Puluhan warga Gaza dilaporkan tewas akibat serangan Israel hanya beberapa jam setelah diumumkannya gencatan senjata antara Hamas dan Israel. Jumlah korban terus meningkat.
Berdasarkan laporan dari sumber medis yang dikutip oleh kantor berita WAFA, jumlah korban jiwa di Jalur Gaza sejak Kamis (16/1/2025) dini hari telah mencapai 50 orang. Serangan udara Israel pada Kamis sore menghantam kamp pengungsian di Zeitoun, Gaza bagian selatan, yang menyebabkan sejumlah warga Palestina tewas dan terluka.
Serangan Meluas ke Berbagai Wilayah
Serangan udara juga terjadi di Jabalia, kawasan utara Jalur Gaza. Sebuah rumah di sekitar bundaran an-Nazleh menjadi sasaran jet tempur, menewaskan lima warga sipil, termasuk dua anak-anak dan dua perempuan.
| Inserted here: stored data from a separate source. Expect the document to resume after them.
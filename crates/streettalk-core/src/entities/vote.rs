//! Vote set - the upvotes on a post
//!
//! Stored in the feed tree as `{ "<userId>": true, ... }`, so a voter can
//! appear at most once.

use serde_json::{Map, Value};
use std::collections::BTreeSet;

use crate::value_objects::UserId;

/// Set of voters on a post
#[derive(Debug, Clone, PartialEq, Eq, Default)]
pub struct VoteSet {
    voters: BTreeSet<UserId>,
}

impl VoteSet {
    pub fn new() -> Self {
        Self::default()
    }

    /// Read a vote set from its stored JSON form
    ///
    /// Entries whose value is `false` or `null` are not counted.
    pub fn from_value(value: Option<&Value>) -> Self {
        let voters = match value {
            Some(Value::Object(map)) => map
                .iter()
                .filter(|(_, v)| !matches!(v, Value::Bool(false) | Value::Null))
                .map(|(k, _)| UserId::new(k.as_str()))
                .collect(),
            _ => BTreeSet::new(),
        };
        Self { voters }
    }

    /// Stored JSON form; `None` when nobody voted
    pub fn to_value(&self) -> Option<Value> {
        if self.voters.is_empty() {
            return None;
        }
        let map: Map<String, Value> = self
            .voters
            .iter()
            .map(|voter| (voter.as_str().to_string(), Value::Bool(true)))
            .collect();
        Some(Value::Object(map))
    }

    #[inline]
    pub fn count(&self) -> usize {
        self.voters.len()
    }

    #[inline]
    pub fn is_empty(&self) -> bool {
        self.voters.is_empty()
    }

    pub fn contains(&self, voter: &UserId) -> bool {
        self.voters.contains(voter)
    }

    /// Add the voter if absent, remove it if present; returns whether the
    /// voter is in the set afterwards
    pub fn toggle(&mut self, voter: &UserId) -> bool {
        if self.voters.remove(voter) {
            false
        } else {
            self.voters.insert(voter.clone());
            true
        }
    }

    pub fn iter(&self) -> impl Iterator<Item = &UserId> {
        self.voters.iter()
    }

    /// Pure toggle over the stored form, suitable as an atomic mutation
    ///
    /// Safe to invoke repeatedly: the result depends only on `current`.
    pub fn toggled(current: Option<Value>, voter: &UserId) -> Option<Value> {
        let mut set = Self::from_value(current.as_ref());
        set.toggle(voter);
        set.to_value()
    }
}

impl FromIterator<UserId> for VoteSet {
    fn from_iter<T: IntoIterator<Item = UserId>>(iter: T) -> Self {
        Self {
            voters: iter.into_iter().collect(),
        }
    }
}
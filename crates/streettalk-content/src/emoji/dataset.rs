//! Emoji dataset loading

use serde_json::Value;
use std::path::Path;
use tracing::{debug, info};

use super::index::EmojiIndex;
use super::record::RawEmojiRecord;
use crate::error::{ContentError, ContentResult};

/// Records read from a dataset, ready to be indexed
#[derive(Debug, Clone, Default)]
pub struct EmojiDataset {
    records: Vec<RawEmojiRecord>,
    skipped: usize,
}

impl EmojiDataset {
    /// Parse a JSON array of records
    ///
    /// Elements that are not records are skipped one by one. Only a document
    /// that is not a JSON array at all is an error.
    pub fn from_json_str(json: &str) -> ContentResult<Self> {
        let document: Value =
            serde_json::from_str(json).map_err(|e| ContentError::InvalidDataset(e.to_string()))?;

        let Value::Array(elements) = document else {
            return Err(ContentError::InvalidDataset(
                "expected a JSON array of records".to_string(),
            ));
        };

        let mut dataset = Self::default();
        for (position, element) in elements.into_iter().enumerate() {
            match serde_json::from_value::<RawEmojiRecord>(element) {
                Ok(record) => dataset.records.push(record),
                Err(e) => {
                    let err = ContentError::MalformedDatasetRecord {
                        position,
                        reason: e.to_string(),
                    };
                    debug!(code = err.code(), "{err}");
                    dataset.skipped += 1;
                }
            }
        }

        Ok(dataset)
    }

    /// Read and parse a dataset file
    pub fn from_path(path: impl AsRef<Path>) -> ContentResult<Self> {
        let path = path.as_ref();
        let json = std::fs::read_to_string(path).map_err(|source| ContentError::DatasetIo {
            path: path.to_path_buf(),
            source,
        })?;

        let dataset = Self::from_json_str(&json)?;
        info!(
            path = %path.display(),
            records = dataset.records.len(),
            skipped = dataset.skipped,
            "Emoji dataset loaded"
        );
        Ok(dataset)
    }

    /// Dataset bundled with the `emojis` crate
    pub fn builtin() -> Self {
        let records = emojis::iter()
            .map(|emoji| RawEmojiRecord {
                character: Some(emoji.as_str().to_string()),
                short_name: emoji.shortcode().map(str::to_string),
                name: Some(emoji.name().to_string()),
                short_names: Some(emoji.shortcodes().map(str::to_string).collect()),
                ..RawEmojiRecord::default()
            })
            .collect();

        Self {
            records,
            skipped: 0,
        }
    }

    pub fn records(&self) -> &[RawEmojiRecord] {
        &self.records
    }

    /// Number of elements that could not be read as records
    pub fn skipped(&self) -> usize {
        self.skipped
    }

    pub fn into_index(self) -> EmojiIndex {
        EmojiIndex::build(self.records)
    }
}
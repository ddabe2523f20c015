//! Application configuration structs
//!
//! Loads configuration from environment variables (and a `.env` file when present).

use serde::Deserialize;
use std::env;
use std::str::FromStr;

use streettalk_core::entities::MAX_REPLY_DEPTH_LIMIT;
use streettalk_core::FeedSort;

/// Main application configuration
#[derive(Debug, Clone, Deserialize)]
pub struct AppConfig {
    pub app: AppSettings,
    pub feed: FeedConfig,
    pub emoji: EmojiConfig,
    pub content: ContentConfig,
    pub media: MediaConfig,
    pub identity: IdentityConfig,
}

/// General application settings
#[derive(Debug, Clone, Deserialize)]
pub struct AppSettings {
    #[serde(default = "default_app_name")]
    pub name: String,
    #[serde(default = "default_env")]
    pub env: Environment,
}

/// Environment type
#[derive(Debug, Clone, Copy, PartialEq, Eq, Deserialize, Default)]
#[serde(rename_all = "lowercase")]
pub enum Environment {
    #[default]
    Development,
    Staging,
    Production,
}

impl Environment {
    #[must_use]
    pub fn is_production(&self) -> bool {
        matches!(self, Self::Production)
    }

    #[must_use]
    pub fn is_development(&self) -> bool {
        matches!(self, Self::Development)
    }
}

impl FromStr for Environment {
    type Err = String;

    fn from_str(s: &str) -> Result<Self, Self::Err> {
        match s.to_lowercase().as_str() {
            "production" => Ok(Self::Production),
            "staging" => Ok(Self::Staging),
            "development" => Ok(Self::Development),
            other => Err(format!("unknown environment: {other}")),
        }
    }
}

/// Realtime feed settings
#[derive(Debug, Clone, Deserialize)]
pub struct FeedConfig {
    /// Root path of the feed tree
    #[serde(default = "default_feed_topic")]
    pub topic: String,
    /// Number of most recent top-level posts kept in a subscription
    #[serde(default = "default_feed_limit")]
    pub limit: usize,
    #[serde(default = "default_max_reply_depth")]
    pub max_reply_depth: usize,
    #[serde(default)]
    pub default_sort: FeedSort,
}

/// Emoji index settings
#[derive(Debug, Clone, Deserialize)]
pub struct EmojiConfig {
    /// JSON dataset to build the index from; the bundled dataset is used when unset
    pub dataset_path: Option<String>,
    #[serde(default = "default_suggestion_limit")]
    pub suggestion_limit: usize,
}

/// Content rendering settings
#[derive(Debug, Clone, Deserialize)]
pub struct ContentConfig {
    /// Maximum characters in a post or reply
    #[serde(default = "default_max_length")]
    pub max_length: usize,
    /// Initialize the HTML sanitizer at startup
    #[serde(default = "default_true")]
    pub sanitizer_enabled: bool,
}

/// Attachment settings
#[derive(Debug, Clone, Deserialize)]
pub struct MediaConfig {
    #[serde(default = "default_max_file_size")]
    pub max_file_size_mb: u32,
}

impl MediaConfig {
    #[must_use]
    pub fn max_file_size_bytes(&self) -> usize {
        self.max_file_size_mb as usize * 1024 * 1024
    }
}

/// Viewer identity (what the browser kept in local storage)
#[derive(Debug, Clone, Deserialize)]
pub struct IdentityConfig {
    /// Stable user id; a fresh one is generated when unset
    pub user_id: Option<String>,
    #[serde(default = "default_display_name")]
    pub display_name: String,
    #[serde(default)]
    pub avatar: String,
}

// Default value functions
fn default_app_name() -> String {
    "streettalk".to_string()
}

fn default_env() -> Environment {
    Environment::Development
}

fn default_feed_topic() -> String {
    "shouts".to_string()
}

fn default_feed_limit() -> usize {
    50
}

fn default_max_reply_depth() -> usize {
    streettalk_core::entities::DEFAULT_MAX_DEPTH
}

fn default_suggestion_limit() -> usize {
    12
}

fn default_max_length() -> usize {
    4000
}

fn default_true() -> bool {
    true
}

fn default_max_file_size() -> u32 {
    10
}

fn default_display_name() -> String {
    streettalk_core::entities::DEFAULT_DISPLAY_NAME.to_string()
}

impl Default for AppConfig {
    fn default() -> Self {
        Self {
            app: AppSettings {
                name: default_app_name(),
                env: default_env(),
            },
            feed: FeedConfig {
                topic: default_feed_topic(),
                limit: default_feed_limit(),
                max_reply_depth: default_max_reply_depth(),
                default_sort: FeedSort::default(),
            },
            emoji: EmojiConfig {
                dataset_path: None,
                suggestion_limit: default_suggestion_limit(),
            },
            content: ContentConfig {
                max_length: default_max_length(),
                sanitizer_enabled: default_true(),
            },
            media: MediaConfig {
                max_file_size_mb: default_max_file_size(),
            },
            identity: IdentityConfig {
                user_id: None,
                display_name: default_display_name(),
                avatar: String::new(),
            },
        }
    }
}

impl AppConfig {
    /// Load configuration from environment variables
    ///
    /// # Errors
    /// Returns an error if a variable is set to a value that cannot be parsed
    pub fn from_env() -> Result<Self, ConfigError> {
        // Load .env file if present (ignore errors if not found)
        let _ = dotenvy::dotenv();

        Self::from_lookup(|key| env::var(key).ok())
    }

    /// Build configuration from an arbitrary variable source
    ///
    /// # Errors
    /// Returns an error for unparsable values and for a reply depth above
    /// [`MAX_REPLY_DEPTH_LIMIT`]
    pub fn from_lookup<F>(lookup: F) -> Result<Self, ConfigError>
    where
        F: Fn(&str) -> Option<String>,
    {
        let non_empty = |key: &str| lookup(key).filter(|s| !s.trim().is_empty());

        let max_reply_depth: usize =
            parse_or(&lookup, "FEED_MAX_REPLY_DEPTH", default_max_reply_depth)?;
        if max_reply_depth > MAX_REPLY_DEPTH_LIMIT {
            return Err(ConfigError::InvalidValue(
                "FEED_MAX_REPLY_DEPTH",
                format!("{max_reply_depth} (at most {MAX_REPLY_DEPTH_LIMIT})"),
            ));
        }

        Ok(Self {
            app: AppSettings {
                name: non_empty("APP_NAME").unwrap_or_else(default_app_name),
                env: parse_or(&lookup, "APP_ENV", default_env)?,
            },
            feed: FeedConfig {
                topic: non_empty("FEED_TOPIC").unwrap_or_else(default_feed_topic),
                limit: parse_or(&lookup, "FEED_LIMIT", default_feed_limit)?,
                max_reply_depth,
                default_sort: parse_or(&lookup, "FEED_DEFAULT_SORT", FeedSort::default)?,
            },
            emoji: EmojiConfig {
                dataset_path: non_empty("EMOJI_DATASET_PATH"),
                suggestion_limit: parse_or(
                    &lookup,
                    "EMOJI_SUGGESTION_LIMIT",
                    default_suggestion_limit,
                )?,
            },
            content: ContentConfig {
                max_length: parse_or(&lookup, "CONTENT_MAX_LENGTH", default_max_length)?,
                sanitizer_enabled: parse_or(&lookup, "CONTENT_SANITIZER_ENABLED", default_true)?,
            },
            media: MediaConfig {
                max_file_size_mb: parse_or(&lookup, "MEDIA_MAX_FILE_SIZE_MB", default_max_file_size)?,
            },
            identity: IdentityConfig {
                user_id: non_empty("ST_ID"),
                display_name: non_empty("ST_NAME").unwrap_or_else(default_display_name),
                avatar: lookup("ST_AVATAR").unwrap_or_default(),
            },
        })
    }
}

/// Parse `key` if set, otherwise fall back to `default`
fn parse_or<F, T, D>(lookup: &F, key: &'static str, default: D) -> Result<T, ConfigError>
where
    F: Fn(&str) -> Option<String>,
    T: FromStr,
    D: FnOnce() -> T,
{
    match lookup(key).filter(|s| !s.trim().is_empty()) {
        Some(raw) => raw
            .trim()
            .parse()
            .map_err(|_| ConfigError::InvalidValue(key, raw)),
        None => Ok(default()),
    }
}

/// Configuration errors
#[derive(Debug, thiserror::Error)]
pub enum ConfigError {
    #[error("Invalid value for {0}: {1}")]
    InvalidValue(&'static str, String),
}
Sebelumnya, Israel juga meluncurkan serangan terhadap sebuah rumah di lingkungan Shuja’iyya, yang terletak di bagian timur Kota Gaza.
Sejak Qatar mengumumkan gencatan senjata pada Rabu (15/1/2025), yang dijadwalkan mulai berlaku pada Minggu (19/1/2025), Israel telah melancarkan delapan serangan udara dalam kurun waktu 24 jam terakhir. Akibatnya, 81 orang dilaporkan tewas, sementara 188 lainnya mengalami luka-luka.
Jumlah Korban Terus Bertambah
Otoritas kesehatan setempat mencatat bahwa sejak 7 Oktober 2023, jumlah korban jiwa akibat serangan Israel telah mencapai 46.788 orang, sementara 110.453 lainnya mengalami luka-luka. Sebagian besar korban adalah perempuan dan anak-anak.
Gencatan Senjata Tertunda Akibat Perbedaan Pandangan
Media Saudi Gazette melaporkan bahwa Israel menunda pemungutan suara dalam kabinetnya terkait perjanjian gencatan senjata. Perdana Menteri Israel, Benjamin Netanyahu, pada Kamis (16/1/2025) menyatakan bahwa terdapat “hambatan menit terakhir” dengan Hamas yang menghalangi persetujuan kesepakatan tersebut, termasuk pembebasan sandera.
Menurut pernyataan dari kantor Netanyahu, kabinetnya tidak akan mengadakan pertemuan untuk menyetujui kesepakatan hingga Hamas memenuhi persyaratan yang telah disepakati. Namun, tanpa memberikan rincian lebih lanjut, Netanyahu menuduh Hamas mencoba mengubah isi perjanjian demi mendapatkan keuntungan tambahan.
Sementara itu, salah satu pejabat senior Hamas, Izzat al-Rishq, menegaskan bahwa pihaknya tetap berkomitmen pada perjanjian gencatan senjata yang telah diumumkan oleh para mediator.
Di tengah negosiasi yang berlangsung, Netanyahu menghadapi tekanan dalam negeri yang besar untuk membawa pulang para sandera. Namun, kelompok sayap kanan dalam koalisinya mengancam akan menarik dukungan terhadap pemerintahannya jika ia memberikan terlalu banyak konsesi kepada Hamas.
Menurut laporan Euronews, Hamas menyatakan bahwa mereka tidak akan melepaskan sandera yang tersisa kecuali Israel menyetujui gencatan senjata permanen serta menarik seluruh pasukan IDF dari Gaza. Di sisi lain, Israel bertekad untuk terus melanjutkan operasi militernya hingga Hamas dibubarkan dan kontrol keamanan di wilayah tersebut tetap berada di tangan mereka.